Brief
Please state the number of lines in the records below that contain the string "them", and nothing further.

(Collected data entries)
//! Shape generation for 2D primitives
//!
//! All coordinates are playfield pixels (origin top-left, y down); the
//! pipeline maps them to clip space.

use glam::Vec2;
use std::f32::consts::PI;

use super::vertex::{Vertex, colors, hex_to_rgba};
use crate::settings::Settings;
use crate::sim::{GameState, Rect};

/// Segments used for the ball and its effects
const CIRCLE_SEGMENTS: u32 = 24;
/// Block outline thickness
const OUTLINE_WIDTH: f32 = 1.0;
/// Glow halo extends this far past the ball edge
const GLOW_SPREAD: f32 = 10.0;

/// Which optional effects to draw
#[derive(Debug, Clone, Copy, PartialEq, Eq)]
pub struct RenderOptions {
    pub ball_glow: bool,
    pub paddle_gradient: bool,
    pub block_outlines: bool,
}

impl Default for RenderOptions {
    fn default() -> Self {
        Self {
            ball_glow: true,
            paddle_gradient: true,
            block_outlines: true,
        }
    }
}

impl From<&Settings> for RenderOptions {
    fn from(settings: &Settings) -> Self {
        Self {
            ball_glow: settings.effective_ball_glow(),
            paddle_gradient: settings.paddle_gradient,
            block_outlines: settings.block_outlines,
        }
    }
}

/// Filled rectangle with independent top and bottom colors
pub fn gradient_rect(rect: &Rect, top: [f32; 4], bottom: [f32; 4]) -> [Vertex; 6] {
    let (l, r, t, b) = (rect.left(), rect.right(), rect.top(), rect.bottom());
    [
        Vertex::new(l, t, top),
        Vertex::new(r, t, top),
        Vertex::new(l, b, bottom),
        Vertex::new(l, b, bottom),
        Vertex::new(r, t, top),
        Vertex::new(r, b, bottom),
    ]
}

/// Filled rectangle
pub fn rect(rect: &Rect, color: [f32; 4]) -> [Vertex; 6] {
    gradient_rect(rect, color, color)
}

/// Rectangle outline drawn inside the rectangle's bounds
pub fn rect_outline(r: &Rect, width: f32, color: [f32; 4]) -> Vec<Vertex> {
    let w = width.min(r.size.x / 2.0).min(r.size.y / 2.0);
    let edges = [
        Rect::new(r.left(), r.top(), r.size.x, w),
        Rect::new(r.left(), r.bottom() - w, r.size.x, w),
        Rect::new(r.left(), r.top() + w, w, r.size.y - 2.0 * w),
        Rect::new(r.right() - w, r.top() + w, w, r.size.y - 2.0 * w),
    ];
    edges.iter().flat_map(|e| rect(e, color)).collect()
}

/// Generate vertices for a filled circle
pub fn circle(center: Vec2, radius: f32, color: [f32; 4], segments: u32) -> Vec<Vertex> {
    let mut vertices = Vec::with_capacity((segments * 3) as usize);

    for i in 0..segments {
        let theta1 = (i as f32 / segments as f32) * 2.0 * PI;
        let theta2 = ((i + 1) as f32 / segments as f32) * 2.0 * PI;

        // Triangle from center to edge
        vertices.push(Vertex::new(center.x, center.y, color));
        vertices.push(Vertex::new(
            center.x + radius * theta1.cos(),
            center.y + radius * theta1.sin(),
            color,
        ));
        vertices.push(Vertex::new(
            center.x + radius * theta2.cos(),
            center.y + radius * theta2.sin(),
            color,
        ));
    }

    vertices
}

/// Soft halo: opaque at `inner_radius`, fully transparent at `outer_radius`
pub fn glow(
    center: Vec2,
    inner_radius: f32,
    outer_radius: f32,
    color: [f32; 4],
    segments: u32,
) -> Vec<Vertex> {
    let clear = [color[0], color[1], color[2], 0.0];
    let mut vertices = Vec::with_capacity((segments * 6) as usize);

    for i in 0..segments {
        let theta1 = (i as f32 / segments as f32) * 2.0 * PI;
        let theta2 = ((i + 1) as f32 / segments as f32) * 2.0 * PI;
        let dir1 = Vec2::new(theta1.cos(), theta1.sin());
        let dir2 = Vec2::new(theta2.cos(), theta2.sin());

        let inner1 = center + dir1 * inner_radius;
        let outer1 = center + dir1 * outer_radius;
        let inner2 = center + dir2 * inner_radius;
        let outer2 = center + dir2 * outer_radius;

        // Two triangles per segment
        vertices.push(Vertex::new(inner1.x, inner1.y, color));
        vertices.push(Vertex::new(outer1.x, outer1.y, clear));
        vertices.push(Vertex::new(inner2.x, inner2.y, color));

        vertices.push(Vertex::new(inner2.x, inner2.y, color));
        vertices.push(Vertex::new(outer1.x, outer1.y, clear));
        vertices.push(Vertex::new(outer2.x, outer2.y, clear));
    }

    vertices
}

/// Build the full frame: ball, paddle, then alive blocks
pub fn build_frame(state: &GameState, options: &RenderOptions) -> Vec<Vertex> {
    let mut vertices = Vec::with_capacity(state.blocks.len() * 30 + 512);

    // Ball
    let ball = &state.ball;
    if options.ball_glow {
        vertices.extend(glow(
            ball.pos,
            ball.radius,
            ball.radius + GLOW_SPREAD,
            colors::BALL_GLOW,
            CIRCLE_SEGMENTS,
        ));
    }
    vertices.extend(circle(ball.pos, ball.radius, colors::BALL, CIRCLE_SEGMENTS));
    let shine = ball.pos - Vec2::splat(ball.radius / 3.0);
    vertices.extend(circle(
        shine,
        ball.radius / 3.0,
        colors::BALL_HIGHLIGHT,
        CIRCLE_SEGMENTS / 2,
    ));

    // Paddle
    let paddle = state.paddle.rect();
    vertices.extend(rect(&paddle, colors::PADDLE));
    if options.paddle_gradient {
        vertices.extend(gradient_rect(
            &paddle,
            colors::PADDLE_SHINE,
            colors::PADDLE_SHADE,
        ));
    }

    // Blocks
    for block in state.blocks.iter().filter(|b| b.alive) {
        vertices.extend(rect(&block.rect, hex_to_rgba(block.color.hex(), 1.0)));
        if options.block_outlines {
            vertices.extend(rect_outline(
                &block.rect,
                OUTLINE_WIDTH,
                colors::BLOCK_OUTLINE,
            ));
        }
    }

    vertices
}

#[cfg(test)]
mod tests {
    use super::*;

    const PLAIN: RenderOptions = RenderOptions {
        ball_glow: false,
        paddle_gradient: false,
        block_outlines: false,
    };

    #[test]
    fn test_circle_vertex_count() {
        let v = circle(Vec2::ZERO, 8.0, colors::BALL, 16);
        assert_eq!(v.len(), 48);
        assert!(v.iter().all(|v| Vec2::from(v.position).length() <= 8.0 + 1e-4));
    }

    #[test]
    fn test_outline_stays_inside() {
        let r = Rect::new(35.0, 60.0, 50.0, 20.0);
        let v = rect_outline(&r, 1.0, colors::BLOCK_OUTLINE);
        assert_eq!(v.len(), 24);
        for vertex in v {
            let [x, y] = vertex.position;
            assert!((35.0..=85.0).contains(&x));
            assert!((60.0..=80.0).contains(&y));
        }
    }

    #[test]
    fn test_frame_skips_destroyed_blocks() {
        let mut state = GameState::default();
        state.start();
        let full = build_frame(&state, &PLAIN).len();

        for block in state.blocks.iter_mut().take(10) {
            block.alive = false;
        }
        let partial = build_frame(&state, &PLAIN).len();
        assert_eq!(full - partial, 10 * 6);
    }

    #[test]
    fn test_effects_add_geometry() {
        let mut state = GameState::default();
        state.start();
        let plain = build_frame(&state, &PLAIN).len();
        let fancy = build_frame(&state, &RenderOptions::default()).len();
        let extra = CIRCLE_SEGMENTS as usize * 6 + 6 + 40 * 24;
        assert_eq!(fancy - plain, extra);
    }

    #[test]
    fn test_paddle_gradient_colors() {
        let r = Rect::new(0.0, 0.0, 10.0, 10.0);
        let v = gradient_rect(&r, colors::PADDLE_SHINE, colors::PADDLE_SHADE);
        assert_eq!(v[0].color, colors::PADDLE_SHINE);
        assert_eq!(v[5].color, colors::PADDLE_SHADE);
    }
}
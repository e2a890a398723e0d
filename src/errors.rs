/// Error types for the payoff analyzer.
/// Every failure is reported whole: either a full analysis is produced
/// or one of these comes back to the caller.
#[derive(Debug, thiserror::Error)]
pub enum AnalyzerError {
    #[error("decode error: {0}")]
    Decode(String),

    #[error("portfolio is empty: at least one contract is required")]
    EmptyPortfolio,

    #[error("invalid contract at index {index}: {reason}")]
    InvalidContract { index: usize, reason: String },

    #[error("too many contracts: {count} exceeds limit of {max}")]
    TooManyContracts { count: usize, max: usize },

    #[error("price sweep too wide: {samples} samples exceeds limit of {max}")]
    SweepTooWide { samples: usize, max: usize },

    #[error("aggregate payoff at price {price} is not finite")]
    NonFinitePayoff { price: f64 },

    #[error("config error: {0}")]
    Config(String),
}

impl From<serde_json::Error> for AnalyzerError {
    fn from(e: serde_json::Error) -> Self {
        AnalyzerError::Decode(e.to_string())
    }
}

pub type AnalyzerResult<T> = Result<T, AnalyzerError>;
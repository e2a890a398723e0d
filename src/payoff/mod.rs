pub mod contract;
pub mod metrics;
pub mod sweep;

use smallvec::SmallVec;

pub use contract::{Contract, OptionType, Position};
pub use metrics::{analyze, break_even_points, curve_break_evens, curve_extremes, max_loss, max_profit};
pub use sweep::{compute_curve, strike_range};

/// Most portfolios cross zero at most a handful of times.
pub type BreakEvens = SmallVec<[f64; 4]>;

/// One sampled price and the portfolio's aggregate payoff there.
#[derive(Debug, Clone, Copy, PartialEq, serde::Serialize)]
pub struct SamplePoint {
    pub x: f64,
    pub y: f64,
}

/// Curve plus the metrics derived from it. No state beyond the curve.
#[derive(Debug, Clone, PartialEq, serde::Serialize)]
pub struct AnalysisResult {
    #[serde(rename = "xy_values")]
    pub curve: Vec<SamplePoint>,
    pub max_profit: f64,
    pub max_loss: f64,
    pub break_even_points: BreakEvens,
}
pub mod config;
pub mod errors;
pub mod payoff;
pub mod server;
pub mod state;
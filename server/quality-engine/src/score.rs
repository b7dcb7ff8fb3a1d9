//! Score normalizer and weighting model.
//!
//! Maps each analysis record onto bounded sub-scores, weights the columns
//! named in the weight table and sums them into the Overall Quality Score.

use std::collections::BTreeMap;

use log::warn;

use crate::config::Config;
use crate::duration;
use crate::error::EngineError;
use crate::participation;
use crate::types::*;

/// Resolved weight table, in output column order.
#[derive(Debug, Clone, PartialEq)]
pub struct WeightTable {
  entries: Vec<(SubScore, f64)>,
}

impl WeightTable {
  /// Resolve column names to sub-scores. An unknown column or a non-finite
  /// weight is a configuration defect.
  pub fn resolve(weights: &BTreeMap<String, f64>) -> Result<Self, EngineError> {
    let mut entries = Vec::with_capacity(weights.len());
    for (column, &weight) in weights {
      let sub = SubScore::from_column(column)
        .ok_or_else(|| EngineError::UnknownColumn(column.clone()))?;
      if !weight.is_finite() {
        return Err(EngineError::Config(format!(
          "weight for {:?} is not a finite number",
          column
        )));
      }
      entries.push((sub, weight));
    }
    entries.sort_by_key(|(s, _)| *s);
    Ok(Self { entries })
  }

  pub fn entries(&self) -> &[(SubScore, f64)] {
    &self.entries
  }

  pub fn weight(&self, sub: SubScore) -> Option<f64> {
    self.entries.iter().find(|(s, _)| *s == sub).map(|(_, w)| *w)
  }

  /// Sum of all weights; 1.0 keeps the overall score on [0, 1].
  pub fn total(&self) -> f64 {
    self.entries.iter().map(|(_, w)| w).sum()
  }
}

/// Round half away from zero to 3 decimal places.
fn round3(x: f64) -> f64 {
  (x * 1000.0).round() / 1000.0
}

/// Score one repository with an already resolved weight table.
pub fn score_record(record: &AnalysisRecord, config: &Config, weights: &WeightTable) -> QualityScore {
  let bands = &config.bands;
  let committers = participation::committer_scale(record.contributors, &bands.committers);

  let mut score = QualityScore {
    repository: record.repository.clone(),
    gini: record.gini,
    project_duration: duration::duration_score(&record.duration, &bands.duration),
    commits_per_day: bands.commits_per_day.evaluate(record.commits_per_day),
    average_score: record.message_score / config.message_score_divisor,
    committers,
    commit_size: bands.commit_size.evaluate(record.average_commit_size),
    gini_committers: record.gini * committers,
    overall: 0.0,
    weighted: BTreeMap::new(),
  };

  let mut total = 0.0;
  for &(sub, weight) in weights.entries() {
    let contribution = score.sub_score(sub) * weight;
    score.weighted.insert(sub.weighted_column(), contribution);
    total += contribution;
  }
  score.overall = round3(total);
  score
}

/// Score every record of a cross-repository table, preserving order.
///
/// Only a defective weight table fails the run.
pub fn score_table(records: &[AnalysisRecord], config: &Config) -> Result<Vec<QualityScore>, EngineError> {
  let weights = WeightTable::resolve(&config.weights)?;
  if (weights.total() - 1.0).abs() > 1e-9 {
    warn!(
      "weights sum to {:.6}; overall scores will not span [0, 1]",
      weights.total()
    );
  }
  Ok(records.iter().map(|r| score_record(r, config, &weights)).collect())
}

Exercise solution
2